Impotente, Petro tramitó con hostilidad los residuos de las reformas que le había delegado al clientelismo. Aunque esa reacción dejó en evidencia su desregulación emocional, y la pésima gestión del cambio, apostó por la descentralización que habían saboteado los enclaves del establecimiento. Ahora, crucemos los dedos para que esos recursos no terminen hechos trizas, como los acuerdos de paz.
Breve historia de nuestra regresividad, el palacio presidencial albergó desde el “kínder” gavirista hasta el “jardín” petrista. Representando a los capos regionales, el capitolio refugió a los adolescentes parlamentarios. Y los anacrónicos magistrados desvirtuaron la restauración de su templo, otro vecino de la Plaza de Bolívar.
Calculando el promedio entero, anualmente se presenta 1 superficial proyecto de ley para la financiación estatal. Pero el país continúa quebrado, asignando recursos mezquinos y violando sus promesas. Además, la última tributaria la estructuró Ocampo: otro sabelotodo que defraudó transando remiendos. Finalmente, contrastando los ruidosos debates, usualmente se imponen las sigilosas recomendaciones de los innombrables grupos de presión, que conciertan las deformas que deben incorporar las presuntas enmiendas.
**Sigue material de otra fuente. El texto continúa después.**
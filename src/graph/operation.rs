//! Operation nodes.
//!
//! Every node keeps its data operands in `inputs`/`outputs` and its
//! attributes (stride, padding code, activation, axis, ...) as operand
//! indices of scalar constants in a per-kind param struct.

use std::fmt;

use serde::{Deserialize, Serialize};

use super::OperandIndex;
use crate::error::{ForgeResult, GraphError};

/// Fieldless tag of an [`Operation`], named after the NNAPI operation.
#[derive(Debug, Clone, Copy, PartialEq, Eq, Hash, PartialOrd, Ord, Serialize, Deserialize)]
pub enum OpKind {
    Conv2D,
    MaxPool2D,
    AvgPool2D,
    Concat,
    FullyConnected,
    Reshape,
    Softmax,
    Add,
    Cast,
    Nop,
    Permute,
}

impl OpKind {
    pub const ALL: [OpKind; 11] = [
        OpKind::Conv2D,
        OpKind::MaxPool2D,
        OpKind::AvgPool2D,
        OpKind::Concat,
        OpKind::FullyConnected,
        OpKind::Reshape,
        OpKind::Softmax,
        OpKind::Add,
        OpKind::Cast,
        OpKind::Nop,
        OpKind::Permute,
    ];

    pub fn name(&self) -> &'static str {
        match self {
            OpKind::Conv2D => "CONV_2D",
            OpKind::MaxPool2D => "MAX_POOL_2D",
            OpKind::AvgPool2D => "AVERAGE_POOL_2D",
            OpKind::Concat => "CONCATENATION",
            OpKind::FullyConnected => "FULLY_CONNECTED",
            OpKind::Reshape => "RESHAPE",
            OpKind::Softmax => "SOFTMAX",
            OpKind::Add => "ADD",
            OpKind::Cast => "CAST_EX",
            OpKind::Nop => "NOP",
            OpKind::Permute => "PERMUTE",
        }
    }

    pub fn from_name(name: &str) -> Option<Self> {
        OpKind::ALL.iter().copied().find(|k| k.name() == name)
    }
}

impl fmt::Display for OpKind {
    fn fmt(&self, f: &mut fmt::Formatter<'_>) -> fmt::Result {
        f.write_str(self.name())
    }
}

/// NNAPI fused activation code.
#[derive(Debug, Clone, Copy, PartialEq, Eq, Hash, Serialize, Deserialize)]
pub enum Activation {
    None,
    Relu,
    Relu1,
    Relu6,
}

impl Activation {
    pub fn from_code(code: i32) -> Option<Self> {
        match code {
            0 => Some(Activation::None),
            1 => Some(Activation::Relu),
            2 => Some(Activation::Relu1),
            3 => Some(Activation::Relu6),
            _ => None,
        }
    }

    pub fn apply(&self, x: f32) -> f32 {
        match self {
            Activation::None => x,
            Activation::Relu => x.max(0.0),
            Activation::Relu1 => x.clamp(-1.0, 1.0),
            Activation::Relu6 => x.clamp(0.0, 6.0),
        }
    }
}

/// NNAPI implicit padding code.
#[derive(Debug, Clone, Copy, PartialEq, Eq, Hash, Serialize, Deserialize)]
pub enum PaddingType {
    Same,
    Valid,
}

impl PaddingType {
    pub fn from_code(code: i32) -> Option<Self> {
        match code {
            1 => Some(PaddingType::Same),
            2 => Some(PaddingType::Valid),
            _ => None,
        }
    }
}

#[derive(Debug, Clone, PartialEq, Eq)]
pub struct Conv2DParam {
    pub padding: OperandIndex,
    pub hstride: OperandIndex,
    pub vstride: OperandIndex,
    pub activation: OperandIndex,
}

impl Conv2DParam {
    pub const INPUT: usize = 0;
    pub const KERNEL: usize = 1;
    pub const BIAS: usize = 2;
}

#[derive(Debug, Clone, PartialEq, Eq)]
pub struct Pool2DParam {
    pub padding: OperandIndex,
    pub hstride: OperandIndex,
    pub vstride: OperandIndex,
    pub kw: OperandIndex,
    pub kh: OperandIndex,
    pub activation: OperandIndex,
}

#[derive(Debug, Clone, PartialEq, Eq)]
pub struct ConcatParam {
    pub axis: OperandIndex,
}

#[derive(Debug, Clone, PartialEq, Eq)]
pub struct FullyConnectedParam {
    pub activation: OperandIndex,
}

impl FullyConnectedParam {
    pub const INPUT: usize = 0;
    pub const WEIGHT: usize = 1;
    pub const BIAS: usize = 2;
}

#[derive(Debug, Clone, PartialEq, Eq)]
pub struct ReshapeParam {
    /// Optional 1-D INT32 target shape.
    pub shape: Option<OperandIndex>,
}

#[derive(Debug, Clone, PartialEq, Eq)]
pub struct SoftmaxParam {
    pub beta: OperandIndex,
}

#[derive(Debug, Clone, PartialEq, Eq)]
pub struct AddParam {
    pub activation: OperandIndex,
}

impl AddParam {
    pub const LHS: usize = 0;
    pub const RHS: usize = 1;
}

/// Inserted by lowering on an edge between two backends.
#[derive(Debug, Clone, PartialEq, Eq)]
pub struct PermuteParam {
    pub from: String,
    pub to: String,
}

#[derive(Debug, Clone, PartialEq, Eq)]
pub struct Node<P> {
    pub inputs: Vec<OperandIndex>,
    pub outputs: Vec<OperandIndex>,
    pub param: P,
}

impl<P> Node<P> {
    pub fn new(inputs: Vec<OperandIndex>, outputs: Vec<OperandIndex>, param: P) -> Self {
        Self {
            inputs,
            outputs,
            param,
        }
    }

    pub fn input(&self, role: usize) -> OperandIndex {
        self.inputs[role]
    }

    pub fn output(&self) -> OperandIndex {
        self.outputs[0]
    }
}

#[derive(Debug, Clone, PartialEq, Eq)]
pub enum Operation {
    Conv2D(Node<Conv2DParam>),
    MaxPool2D(Node<Pool2DParam>),
    AvgPool2D(Node<Pool2DParam>),
    Concat(Node<ConcatParam>),
    FullyConnected(Node<FullyConnectedParam>),
    Reshape(Node<ReshapeParam>),
    Softmax(Node<SoftmaxParam>),
    Add(Node<AddParam>),
    Cast(Node<()>),
    Nop(Node<()>),
    Permute(Node<PermuteParam>),
}

impl Operation {
    pub fn kind(&self) -> OpKind {
        match self {
            Operation::Conv2D(_) => OpKind::Conv2D,
            Operation::MaxPool2D(_) => OpKind::MaxPool2D,
            Operation::AvgPool2D(_) => OpKind::AvgPool2D,
            Operation::Concat(_) => OpKind::Concat,
            Operation::FullyConnected(_) => OpKind::FullyConnected,
            Operation::Reshape(_) => OpKind::Reshape,
            Operation::Softmax(_) => OpKind::Softmax,
            Operation::Add(_) => OpKind::Add,
            Operation::Cast(_) => OpKind::Cast,
            Operation::Nop(_) => OpKind::Nop,
            Operation::Permute(_) => OpKind::Permute,
        }
    }

    pub fn inputs(&self) -> &[OperandIndex] {
        match self {
            Operation::Conv2D(n) => &n.inputs,
            Operation::MaxPool2D(n) | Operation::AvgPool2D(n) => &n.inputs,
            Operation::Concat(n) => &n.inputs,
            Operation::FullyConnected(n) => &n.inputs,
            Operation::Reshape(n) => &n.inputs,
            Operation::Softmax(n) => &n.inputs,
            Operation::Add(n) => &n.inputs,
            Operation::Cast(n) | Operation::Nop(n) => &n.inputs,
            Operation::Permute(n) => &n.inputs,
        }
    }

    pub fn outputs(&self) -> &[OperandIndex] {
        match self {
            Operation::Conv2D(n) => &n.outputs,
            Operation::MaxPool2D(n) | Operation::AvgPool2D(n) => &n.outputs,
            Operation::Concat(n) => &n.outputs,
            Operation::FullyConnected(n) => &n.outputs,
            Operation::Reshape(n) => &n.outputs,
            Operation::Softmax(n) => &n.outputs,
            Operation::Add(n) => &n.outputs,
            Operation::Cast(n) | Operation::Nop(n) => &n.outputs,
            Operation::Permute(n) => &n.outputs,
        }
    }

    fn inputs_mut(&mut self) -> &mut Vec<OperandIndex> {
        match self {
            Operation::Conv2D(n) => &mut n.inputs,
            Operation::MaxPool2D(n) | Operation::AvgPool2D(n) => &mut n.inputs,
            Operation::Concat(n) => &mut n.inputs,
            Operation::FullyConnected(n) => &mut n.inputs,
            Operation::Reshape(n) => &mut n.inputs,
            Operation::Softmax(n) => &mut n.inputs,
            Operation::Add(n) => &mut n.inputs,
            Operation::Cast(n) | Operation::Nop(n) => &mut n.inputs,
            Operation::Permute(n) => &mut n.inputs,
        }
    }

    /// Scalar attribute operands referenced by this node.
    pub fn param_operands(&self) -> Vec<OperandIndex> {
        match self {
            Operation::Conv2D(n) => {
                let p = &n.param;
                vec![p.padding, p.hstride, p.vstride, p.activation]
            }
            Operation::MaxPool2D(n) | Operation::AvgPool2D(n) => {
                let p = &n.param;
                vec![p.padding, p.hstride, p.vstride, p.kw, p.kh, p.activation]
            }
            Operation::Concat(n) => vec![n.param.axis],
            Operation::FullyConnected(n) => vec![n.param.activation],
            Operation::Reshape(n) => n.param.shape.into_iter().collect(),
            Operation::Softmax(n) => vec![n.param.beta],
            Operation::Add(n) => vec![n.param.activation],
            Operation::Cast(_) | Operation::Nop(_) | Operation::Permute(_) => Vec::new(),
        }
    }

    /// Replace every occurrence of `from` among the data inputs with `to`.
    pub fn replace_input(&mut self, from: OperandIndex, to: OperandIndex) {
        for input in self.inputs_mut().iter_mut() {
            if *input == from {
                *input = to;
            }
        }
    }

    /// Check input and output counts for this kind.
    pub fn check_arity(&self) -> ForgeResult<()> {
        let kind = self.kind();
        let (expected, ok) = match self {
            Operation::Conv2D(_) | Operation::FullyConnected(_) => ("3", self.inputs().len() == 3),
            Operation::Add(_) => ("2", self.inputs().len() == 2),
            Operation::Concat(_) => ("at least 1", !self.inputs().is_empty()),
            Operation::MaxPool2D(_)
            | Operation::AvgPool2D(_)
            | Operation::Reshape(_)
            | Operation::Softmax(_)
            | Operation::Cast(_)
            | Operation::Nop(_)
            | Operation::Permute(_) => ("1", self.inputs().len() == 1),
        };
        if !ok {
            return Err(GraphError::ArityMismatch {
                kind,
                expected: expected.to_string(),
                actual: self.inputs().len(),
            }
            .into());
        }
        if self.outputs().len() != 1 {
            return Err(GraphError::ArityMismatch {
                kind,
                expected: "1 output".to_string(),
                actual: self.outputs().len(),
            }
            .into());
        }
        Ok(())
    }
}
Consciente de ese contexto, la semana pasada James Robinson celebró Acción de Gracias en Colombia, compartiendo cómo nuestra fallida República aportó a su consagración como Nobel de Economía 2024. Sin embargo, su orgulloso público no demostró contrición por el degradado presente, ni compromiso con el imperativo del cambio.
La moraleja de su obra, ‘Por qué fracasan los países’, es que el ADN institucional permite distinguir entre sociedades autodestructivas, elitistas y progresistas. En nuestro caso, los promiscuos ultraconservadores y neoliberales se unieron para excluir a la empobrecida clase media, y guiar a la nación desde la mala regulación hacia la disolución estatal. Promulgaron una Constitución que resultó ser libertaria, no socialdemócrata, y manipularon el lema ‘Libertad y Orden’ para escudar caóticos statu quo, como la extorsión legislativa o la anarquía burocratizada.
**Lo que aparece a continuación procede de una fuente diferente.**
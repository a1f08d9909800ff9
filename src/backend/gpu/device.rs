//! In-process stand-in for a GPU runtime.
//!
//! Device memory is a set of reference-counted host buffers charged against
//! a memory budget. Work is submitted to a single ordered queue drained by
//! a worker thread, so submission returns before the work is done and
//! [`GpuDevice::synchronize`] is the only way to observe completion.
//!
//! A failing command leaves a sticky error on the device: later commands
//! are skipped until the next synchronize reports and clears it.

use std::panic::{catch_unwind, AssertUnwindSafe};
use std::sync::atomic::{AtomicUsize, Ordering};
use std::sync::mpsc::{self, Receiver, Sender};
use std::sync::{Arc, Mutex, PoisonError, RwLock, RwLockReadGuard, RwLockWriteGuard};
use std::thread::JoinHandle;

use crate::error::{backend_err, AllocationError, ForgeResult};

use super::GPU_BACKEND;

/// Device command body; `Err` carries the failure message.
pub type Job = Box<dyn FnOnce() -> Result<(), String> + Send>;

enum Command {
    Job { label: String, job: Job },
    Fence(Sender<()>),
}

#[derive(Default)]
struct DeviceState {
    error: Mutex<Option<String>>,
    fault: Mutex<Option<String>>,
    completed: AtomicUsize,
    skipped: AtomicUsize,
}

impl DeviceState {
    fn has_error(&self) -> bool {
        self.error.lock().unwrap_or_else(PoisonError::into_inner).is_some()
    }

    fn record_error(&self, message: String) {
        let mut error = self.error.lock().unwrap_or_else(PoisonError::into_inner);
        error.get_or_insert(message);
    }

    fn take_error(&self) -> Option<String> {
        self.error.lock().unwrap_or_else(PoisonError::into_inner).take()
    }

    fn take_fault(&self) -> Option<String> {
        self.fault.lock().unwrap_or_else(PoisonError::into_inner).take()
    }
}

/// Counters exposed for tests and the CLI.
#[derive(Debug, Clone, Copy, Default, PartialEq, Eq)]
pub struct DeviceStats {
    pub allocated_bytes: usize,
    pub completed: usize,
    pub skipped: usize,
}

pub struct GpuDevice {
    memory_limit: Option<usize>,
    allocated: Arc<AtomicUsize>,
    state: Arc<DeviceState>,
    sender: Mutex<Option<Sender<Command>>>,
    worker: Mutex<Option<JoinHandle<()>>>,
}

impl std::fmt::Debug for GpuDevice {
    fn fmt(&self, f: &mut std::fmt::Formatter<'_>) -> std::fmt::Result {
        f.debug_struct("GpuDevice")
            .field("memory_limit", &self.memory_limit)
            .field("stats", &self.stats())
            .finish()
    }
}

impl GpuDevice {
    /// Create the device and start its queue worker.
    pub fn new(memory_limit: Option<usize>) -> ForgeResult<Self> {
        let (sender, receiver) = mpsc::channel();
        let state = Arc::new(DeviceState::default());
        let worker_state = Arc::clone(&state);
        let worker = std::thread::Builder::new()
            .name("nnforge-gpu-queue".to_string())
            .spawn(move || drain(receiver, worker_state))
            .map_err(|e| backend_err(GPU_BACKEND, format!("failed to start device queue: {}", e)))?;
        tracing::debug!(memory_limit = ?memory_limit, "gpu device started");
        Ok(Self {
            memory_limit,
            allocated: Arc::new(AtomicUsize::new(0)),
            state,
            sender: Mutex::new(Some(sender)),
            worker: Mutex::new(Some(worker)),
        })
    }

    pub fn memory_limit(&self) -> Option<usize> {
        self.memory_limit
    }

    pub fn allocated_bytes(&self) -> usize {
        self.allocated.load(Ordering::SeqCst)
    }

    pub fn stats(&self) -> DeviceStats {
        DeviceStats {
            allocated_bytes: self.allocated_bytes(),
            completed: self.state.completed.load(Ordering::SeqCst),
            skipped: self.state.skipped.load(Ordering::SeqCst),
        }
    }

    /// Reserve a zero-filled buffer of `elements` floats.
    pub fn allocate(&self, elements: usize) -> ForgeResult<DeviceBuffer> {
        let bytes = elements * std::mem::size_of::<f32>();
        let limit = self.memory_limit;
        self.allocated
            .fetch_update(Ordering::SeqCst, Ordering::SeqCst, |used| match limit {
                Some(limit) if used + bytes > limit => None,
                _ => Some(used + bytes),
            })
            .map_err(|used| AllocationError::OutOfMemory {
                requested: bytes,
                available: limit.unwrap_or(usize::MAX).saturating_sub(used),
            })?;
        Ok(DeviceBuffer {
            inner: Arc::new(DeviceBufferInner {
                data: RwLock::new(vec![0.0; elements]),
                bytes,
                accounting: Arc::clone(&self.allocated),
            }),
        })
    }

    /// Submit `job` to the queue without waiting for it.
    pub fn enqueue<F>(&self, label: impl Into<String>, job: F) -> ForgeResult<()>
    where
        F: FnOnce() -> Result<(), String> + Send + 'static,
    {
        self.send(Command::Job {
            label: label.into(),
            job: Box::new(job),
        })
    }

    /// Wait until every submitted command has finished.
    ///
    /// Reports the first failure since the previous synchronize and clears
    /// it, so the device is usable again afterwards.
    pub fn synchronize(&self) -> ForgeResult<()> {
        let (done, wait) = mpsc::channel();
        self.send(Command::Fence(done))?;
        wait.recv()
            .map_err(|_| backend_err(GPU_BACKEND, "device queue stopped"))?;
        match self.state.take_error() {
            Some(message) => Err(backend_err(GPU_BACKEND, message)),
            None => Ok(()),
        }
    }

    /// Make the next executed command fail with `message`.
    pub fn inject_fault(&self, message: impl Into<String>) {
        *self.state.fault.lock().unwrap_or_else(PoisonError::into_inner) = Some(message.into());
    }

    fn send(&self, command: Command) -> ForgeResult<()> {
        let sender = self.sender.lock()?;
        sender
            .as_ref()
            .ok_or_else(|| backend_err(GPU_BACKEND, "device queue stopped"))?
            .send(command)
            .map_err(|_| backend_err(GPU_BACKEND, "device queue stopped"))
    }
}

impl Drop for GpuDevice {
    fn drop(&mut self) {
        // closing the channel ends the worker loop
        if let Ok(mut sender) = self.sender.lock() {
            sender.take();
        }
        if let Ok(mut worker) = self.worker.lock() {
            if let Some(handle) = worker.take() {
                let _ = handle.join();
            }
        }
    }
}

fn drain(receiver: Receiver<Command>, state: Arc<DeviceState>) {
    while let Ok(command) = receiver.recv() {
        match command {
            Command::Job { label, job } => {
                if state.has_error() {
                    state.skipped.fetch_add(1, Ordering::SeqCst);
                    tracing::trace!(%label, "skipped after earlier device failure");
                    continue;
                }
                let result = match state.take_fault() {
                    Some(message) => Err(message),
                    None => catch_unwind(AssertUnwindSafe(job))
                        .unwrap_or_else(|_| Err("command panicked".to_string())),
                };
                match result {
                    Ok(()) => {
                        state.completed.fetch_add(1, Ordering::SeqCst);
                    }
                    Err(message) => {
                        tracing::warn!(%label, %message, "device command failed");
                        state.record_error(format!("{}: {}", label, message));
                    }
                }
            }
            Command::Fence(done) => {
                let _ = done.send(());
            }
        }
    }
}

/// Device memory. Clones share the allocation, which is released when the
/// last clone is dropped.
#[derive(Debug, Clone)]
pub struct DeviceBuffer {
    inner: Arc<DeviceBufferInner>,
}

#[derive(Debug)]
struct DeviceBufferInner {
    data: RwLock<Vec<f32>>,
    bytes: usize,
    accounting: Arc<AtomicUsize>,
}

impl DeviceBuffer {
    pub fn len(&self) -> usize {
        self.inner.bytes / std::mem::size_of::<f32>()
    }

    pub fn is_empty(&self) -> bool {
        self.len() == 0
    }

    pub fn bytes(&self) -> usize {
        self.inner.bytes
    }

    /// Shared access for code running on the queue.
    pub(crate) fn load(&self) -> Result<RwLockReadGuard<'_, Vec<f32>>, String> {
        self.inner.data.read().map_err(|e| e.to_string())
    }

    /// Exclusive access for code running on the queue.
    pub(crate) fn store(&self) -> Result<RwLockWriteGuard<'_, Vec<f32>>, String> {
        self.inner.data.write().map_err(|e| e.to_string())
    }
}

impl Drop for DeviceBufferInner {
    fn drop(&mut self) {
        self.accounting.fetch_sub(self.bytes, Ordering::SeqCst);
    }
}

#[cfg(test)]
mod tests {
    use super::*;
    use crate::error::{ExecutionError, ForgeError};

    #[test]
    fn test_commands_run_in_order() {
        let device = GpuDevice::new(None).unwrap();
        let buffer = device.allocate(1).unwrap();
        for step in 1..=3 {
            let target = buffer.clone();
            device
                .enqueue(format!("step {}", step), move || {
                    let mut data = target.store()?;
                    data[0] = data[0] * 10.0 + step as f32;
                    Ok(())
                })
                .unwrap();
        }
        device.synchronize().unwrap();
        assert_eq!(buffer.load().unwrap()[0], 123.0);
        assert_eq!(device.stats().completed, 3);
    }

    #[test]
    fn test_failure_is_sticky_until_synchronize() {
        let device = GpuDevice::new(None).unwrap();
        device.inject_fault("ecc error");
        device.enqueue("first", || Ok(())).unwrap();
        device.enqueue("second", || Ok(())).unwrap();

        let err = device.synchronize().unwrap_err();
        match err {
            ForgeError::Execution(ExecutionError::Backend { backend, message }) => {
                assert_eq!(backend, "gpu");
                assert!(message.contains("ecc error"));
            }
            other => panic!("unexpected error {other:?}"),
        }
        assert_eq!(device.stats().skipped, 1);

        device.enqueue("third", || Ok(())).unwrap();
        device.synchronize().unwrap();
    }

    #[test]
    fn test_panicking_command_is_reported() {
        let device = GpuDevice::new(None).unwrap();
        device.enqueue("boom", || panic!("kernel crashed")).unwrap();
        assert!(device.synchronize().is_err());
        device.synchronize().unwrap();
    }

    #[test]
    fn test_memory_limit() {
        let device = GpuDevice::new(Some(64)).unwrap();
        let first = device.allocate(12).unwrap();
        assert_eq!(device.allocated_bytes(), 48);

        let err = device.allocate(8).unwrap_err();
        assert!(matches!(
            err,
            ForgeError::Allocation(AllocationError::OutOfMemory {
                requested: 32,
                available: 16
            })
        ));

        drop(first);
        assert_eq!(device.allocated_bytes(), 0);
        device.allocate(16).unwrap();
    }
}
Disonantes, los colombianos acusamos a esos bandidos, pero en cada elección reincidimos. El todopoderoso continuismo prevalece porque estamos condicionados, y ante la duda se imponen la conformidad o el dogma del “mal menor”, que tradicionalmente se apoyan en algún discurso terrorista -contra los desposeídos, las expropiaciones comunistas o los impuestos redistributivos-, y alguna sentencia tecnócrata para declarar inviable cualquier alternativa heterodoxa, que necesariamente desafiaría a los desiguales derechos adquiridos o la paralizante regla fiscal.
Nuestra Carta Magna ha alcanzado la edad a la que murió el Salvador, y los pobres ciudadanos sólo superarían algunas tribulaciones tras sufrir múltiples reencarnaciones (¿Un ascensor social roto?, Ocde), pues heredan egoísmos -evasión, reduflación o usura-, prioridades ajenas y complicidades público-privadas, entre órganos de control, «ías» y empresas de auditorías.
Deseos decembrinos, necesitamos reformas genuinas, que fomenten el empleo; transfieran las cargas a los individuos, y eliminen los abusivos beneficios tributarios, como el gasto en medicina prepagada, el patrocinio a la educación privada y la deuda que afianza la concentración de la riqueza-propiedad.